The on-board secure element would enable the device to handle a wide range of secure transactions.
“As financial services, such as banking and payment, become increasingly accessed from mobile devices, it becomes increasingly critical to provide secure, certified cell-phone platforms to ensure such sensitive applications are efficiently protected from security threats,” say the partners in the new Sepia (Secure Embedded Platform with advanced Process Isolation and Anonymity capabilities) project. “Protecting people’s security, privacy, and identity on these devices is therefore a mounting concern. At present, however, there is no common security level across cell phone platforms and the technology varies widely.”
“For the consumer, Sepia should allow execution of security-critical applications such as electronic banking, location-based services, and social networking on cell phones, while ensuring that personal and confidential data such as usernames, passwords, location, and banking and payment details are stored and processed within a separate trusted environment,” they explain. “The expected outcome of Sepia is that these security-critical applications will run in a protected and isolated environment, alongside other services such as games and software downloads, without risk of being affected by viruses, trojans, or other malicious software.”

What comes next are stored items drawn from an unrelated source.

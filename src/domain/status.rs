use serde::{Deserialize, Serialize};

/// Stage of the transcription state machine.
///
/// `Ready` is both the initial and the quiescent post-completion state.
/// `Error` is reachable from any non-terminal stage; `Terminated` only via
/// explicit cancellation and is distinct from `Error`.
#[derive(Debug, Clone, Copy, PartialEq, Eq, Serialize, Deserialize)]
#[serde(rename_all = "lowercase")]
pub enum Stage {
    Ready,
    Loading,
    Initializing,
    Downloading,
    Transcribing,
    Terminated,
    Error,
}

/// The single observable state value driving UI feedback.
#[derive(Debug, Clone, PartialEq, Serialize, Deserialize)]
pub struct ProcessingStatus {
    pub is_processing: bool,
    pub stage: Stage,
    /// Progress percentage in `[0, 100]`.
    pub progress: u8,
    pub error: Option<String>,
}

impl ProcessingStatus {
    /// Initial quiescent status.
    pub fn ready() -> Self {
        Self {
            is_processing: false,
            stage: Stage::Ready,
            progress: 0,
            error: None,
        }
    }

    /// An in-progress status at the given stage.
    pub fn processing(stage: Stage, progress: u8) -> Self {
        Self {
            is_processing: true,
            stage,
            progress: progress.min(100),
            error: None,
        }
    }

    /// Completed status. Processing flag is cleared so UIs never wedge.
    pub fn complete() -> Self {
        Self {
            is_processing: false,
            stage: Stage::Ready,
            progress: 100,
            error: None,
        }
    }

    /// Error status with a human-readable message.
    pub fn error(message: impl Into<String>) -> Self {
        Self {
            is_processing: false,
            stage: Stage::Error,
            progress: 0,
            error: Some(message.into()),
        }
    }

    /// Terminated status, set only by explicit cancellation.
    pub fn terminated() -> Self {
        Self {
            is_processing: false,
            stage: Stage::Terminated,
            progress: 0,
            error: None,
        }
    }
}

impl Default for ProcessingStatus {
    fn default() -> Self {
        Self::ready()
    }
}
//! Projection of transcript timestamps onto timeline caption elements.

use serde::{Deserialize, Serialize};
use tracing::debug;

use crate::domain::timeline::CaptionElement;
use crate::domain::transcript::Transcript;

/// Minimum on-screen duration for a sentence caption, in seconds.
const MIN_SENTENCE_SECS: f64 = 1.0;
/// Minimum on-screen duration for a word caption, in seconds.
const MIN_WORD_SECS: f64 = 0.5;
/// Elements clamped below this are dropped instead of emitted degenerate.
const MIN_CLAMPED_SECS: f64 = 0.001;

/// Unit at which transcript timestamps are projected onto the timeline.
#[derive(Debug, Clone, Copy, PartialEq, Eq, Serialize, Deserialize)]
pub enum Granularity {
    /// One caption per transcript chunk.
    Sentence,
    /// One caption per word.
    Word,
}

/// Convert a transcript into non-overlapping caption elements positioned in
/// track coordinates.
///
/// `timeline_offset_secs` re-anchors the transcript's zero (the start of the
/// extracted audio) to its absolute position on the track.
pub fn project(
    transcript: &Transcript,
    granularity: Granularity,
    timeline_offset_secs: f64,
) -> Vec<CaptionElement> {
    let mut elements: Vec<CaptionElement> = match granularity {
        Granularity::Sentence => transcript
            .chunks
            .iter()
            .filter(|c| !c.text.trim().is_empty())
            .map(|c| CaptionElement {
                text: c.text.trim().to_string(),
                start_time: timeline_offset_secs + c.start_ms as f64 / 1000.0,
                duration: ((c.end_ms.saturating_sub(c.start_ms)) as f64 / 1000.0)
                    .max(MIN_SENTENCE_SECS),
            })
            .collect(),
        Granularity::Word => transcript
            .words()
            .filter(|w| !w.text.trim().is_empty())
            .map(|w| CaptionElement {
                text: w.text.trim().to_string(),
                start_time: timeline_offset_secs + w.start_ms as f64 / 1000.0,
                duration: (w.duration_ms() as f64 / 1000.0).max(MIN_WORD_SECS),
            })
            .collect(),
    };

    let candidates = elements.len();
    elements = resolve_overlaps(elements);

    debug!(
        ?granularity,
        candidates,
        emitted = elements.len(),
        "Projected transcript onto timeline"
    );

    elements
}

/// Clamp overlapping neighbours in a single forward pass.
///
/// Sorted by start time, each element's duration is clamped down to the next
/// element's start. A forward pass never reintroduces an earlier overlap
/// because durations are only ever reduced. Minimum-duration floors can push
/// an element entirely past a close neighbour; such elements would come out
/// with zero or negative length, and are dropped rather than emitted.
pub fn resolve_overlaps(mut elements: Vec<CaptionElement>) -> Vec<CaptionElement> {
    elements.sort_by(|a, b| {
        a.start_time
            .partial_cmp(&b.start_time)
            .unwrap_or(std::cmp::Ordering::Equal)
    });

    let mut output: Vec<CaptionElement> = Vec::with_capacity(elements.len());
    for i in 0..elements.len() {
        let mut current = elements[i].clone();
        if i + 1 < elements.len() {
            let next_start = elements[i + 1].start_time;
            if current.start_time + current.duration > next_start {
                current.duration = next_start - current.start_time;
            }
        }
        if current.duration >= MIN_CLAMPED_SECS {
            output.push(current);
        } else {
            debug!(
                text = %current.text,
                start_time = current.start_time,
                "Dropping caption clamped to degenerate duration"
            );
        }
    }

    output
}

The three year project will see the Sepia team developing a mobile platform that combines ARM TrustZone technology — which creates a protected area in advanced systems-on-chip — and the MobiCore high-security operating system developed by G&D.
Infineon, meanwhile, is contributing its next-generation secure user credentials and password storage technology. Brightsight is to develop new certification methods that will allow mobile platforms to be certified incrementally and Graz University of Technology will work on techniques to preserve anonymity and the development of security mechanisms for future cell phone processors.